Aquaponics in a Natural Pond

Take advantage of the nutrients in your fish pond by floating a vegetable garden on top.

| June/July 2018

Imagine growing vegetables on rafts in a backyard pond. You won’t need to water, weed, or fertilize plants when water is your growing medium. Because a pond will stay cooler than soil, you can harvest cool-weather crops, such as lettuce, for a much longer period. Ponds that contain fish provide a natural source of nutrients that help support an aquaponic vegetable garden. Not only will your floating vegetable plants produce food, but they’ll also keep algae levels in the pond low by consuming the nutrients algae need to thrive.

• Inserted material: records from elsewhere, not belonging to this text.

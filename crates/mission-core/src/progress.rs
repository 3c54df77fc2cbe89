//! Execution progress through an ordered waypoint list.

use serde::{Deserialize, Serialize};

#[derive(Debug, Clone, Copy, PartialEq, Eq, Serialize, Deserialize)]
#[serde(tag = "state", content = "index", rename_all = "snake_case")]
pub enum MissionState {
    NotStarted,
    InProgress(usize),
    Complete,
}

/// Tracks which waypoint is current.
///
/// `NotStarted` becomes `InProgress(0)` on the first peek or advance, and the
/// index only ever moves forward. A mission with no waypoints goes straight
/// to `Complete` on its first peek.
#[derive(Debug, Clone, PartialEq, Eq, Serialize, Deserialize)]
pub struct MissionProgress {
    len: usize,
    state: MissionState,
}

impl MissionProgress {
    pub fn new(len: usize) -> Self {
        Self {
            len,
            state: MissionState::NotStarted,
        }
    }

    pub fn len(&self) -> usize {
        self.len
    }

    pub fn is_empty(&self) -> bool {
        self.len == 0
    }

    pub fn state(&self) -> MissionState {
        self.state
    }

    /// Index of the current waypoint, starting the mission if needed.
    pub fn peek_index(&mut self) -> Option<usize> {
        if self.state == MissionState::NotStarted {
            self.start();
        }
        match self.state {
            MissionState::InProgress(i) => Some(i),
            _ => None,
        }
    }

    /// Move past the current waypoint. No-op once complete.
    pub fn advance(&mut self) {
        match self.state {
            MissionState::NotStarted => self.start(),
            MissionState::InProgress(i) if i + 1 < self.len => {
                self.state = MissionState::InProgress(i + 1);
            }
            MissionState::InProgress(_) => {
                tracing::info!(waypoints = self.len, "Mission complete");
                self.state = MissionState::Complete;
            }
            MissionState::Complete => {}
        }
    }

    pub fn is_complete(&self) -> bool {
        self.state == MissionState::Complete
    }

    pub fn is_in_progress(&self) -> bool {
        matches!(self.state, MissionState::InProgress(_))
    }

    /// -1 before the start, the waypoint index while running, `len` once done.
    pub fn current_index(&self) -> i64 {
        match self.state {
            MissionState::NotStarted => -1,
            MissionState::InProgress(i) => i as i64,
            MissionState::Complete => self.len as i64,
        }
    }

    /// Waypoints not yet reached, the current one included.
    pub fn remaining(&self) -> usize {
        match self.state {
            MissionState::NotStarted => self.len,
            MissionState::InProgress(i) => self.len - i,
            MissionState::Complete => 0,
        }
    }

    fn start(&mut self) {
        self.state = if self.len == 0 {
            MissionState::Complete
        } else {
            MissionState::InProgress(0)
        };
    }
}

#[cfg(test)]
mod tests {
    use super::*;

    #[test]
    fn starts_lazily_on_peek() {
        let mut progress = MissionProgress::new(3);
        assert_eq!(progress.state(), MissionState::NotStarted);
        assert_eq!(progress.current_index(), -1);
        assert_eq!(progress.remaining(), 3);

        assert_eq!(progress.peek_index(), Some(0));
        assert!(progress.is_in_progress());
        assert_eq!(progress.peek_index(), Some(0));
    }

    #[test]
    fn advance_from_not_started_lands_on_first() {
        let mut progress = MissionProgress::new(2);
        progress.advance();
        assert_eq!(progress.state(), MissionState::InProgress(0));
    }

    #[test]
    fn advance_walks_to_complete_and_stays() {
        let mut progress = MissionProgress::new(2);
        progress.peek_index();
        progress.advance();
        assert_eq!(progress.current_index(), 1);
        assert_eq!(progress.remaining(), 1);

        progress.advance();
        assert!(progress.is_complete());
        assert_eq!(progress.current_index(), 2);
        assert_eq!(progress.peek_index(), None);

        progress.advance();
        assert!(progress.is_complete());
        assert_eq!(progress.remaining(), 0);
    }

    #[test]
    fn empty_mission_completes_on_first_peek() {
        let mut progress = MissionProgress::new(0);
        assert!(!progress.is_complete());
        assert_eq!(progress.peek_index(), None);
        assert!(progress.is_complete());
        assert_eq!(progress.current_index(), 0);
    }

    #[test]
    fn serializes_state_with_index() {
        let json = serde_json::to_value(MissionState::InProgress(4)).unwrap();
        assert_eq!(json, serde_json::json!({"state": "in_progress", "index": 4}));
    }
}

Historical Aquaponics Systems

Combining plant and fish cultivation is far from new; societies have been growing food on lakes and rivers for a long time. The Aztecs created chinampas, large artificial islands and peninsulas on which they grew trees as well as chile peppers, squash, corn, tomatoes, and beans. In modern-day Iraq, the Marsh Arabs still grow food on rafts that are large enough to hold their homes and even large meeting halls.

The idea of growing food on water makes sense. An aquatic ecosystem can provide all the moisture and nutrients plants require and eliminates soilborne pests, while the plants keep algae blooms at bay and provide cover for fish. Despite all these benefits and the long history of growing vegetables in natural water systems, the concept is rarely applied to backyard ponds.

Pond Nutrients

Nutrients naturally accumulate in a pond when fish waste and dead organic material decompose. Nitrogen, the nutrient that’s most critical for fish health and plant growth, cycles through the pond with the help of a variety of decomposers. See the diagram in the slideshow for an example of how this works.

Organic matter, such as dead animal and plant material, accumulates in the pond. Bacteria then start to decompose the organic material. The initial decomposition produces ammonia, a chemical that’s very toxic to fish. Fortunately, bacteria will also convert ammonia to nitrite and then to nitrate, neither of which are as toxic to fish. Some nitrogen will escape into the air, but most of it will remain in the water as nitrate until plants use it again as they grow.

Algae requires higher levels of nitrate to grow than most other plants, so the key to controlling algae growth is controlling the level of nitrate in the water. In a natural pond, this is often done by including a lot of decorative plants in the water and at the edge. Instead of decorative plants, try growing vegetables right in the pond water. They will not only control algae, but will also provide food for your table while they work.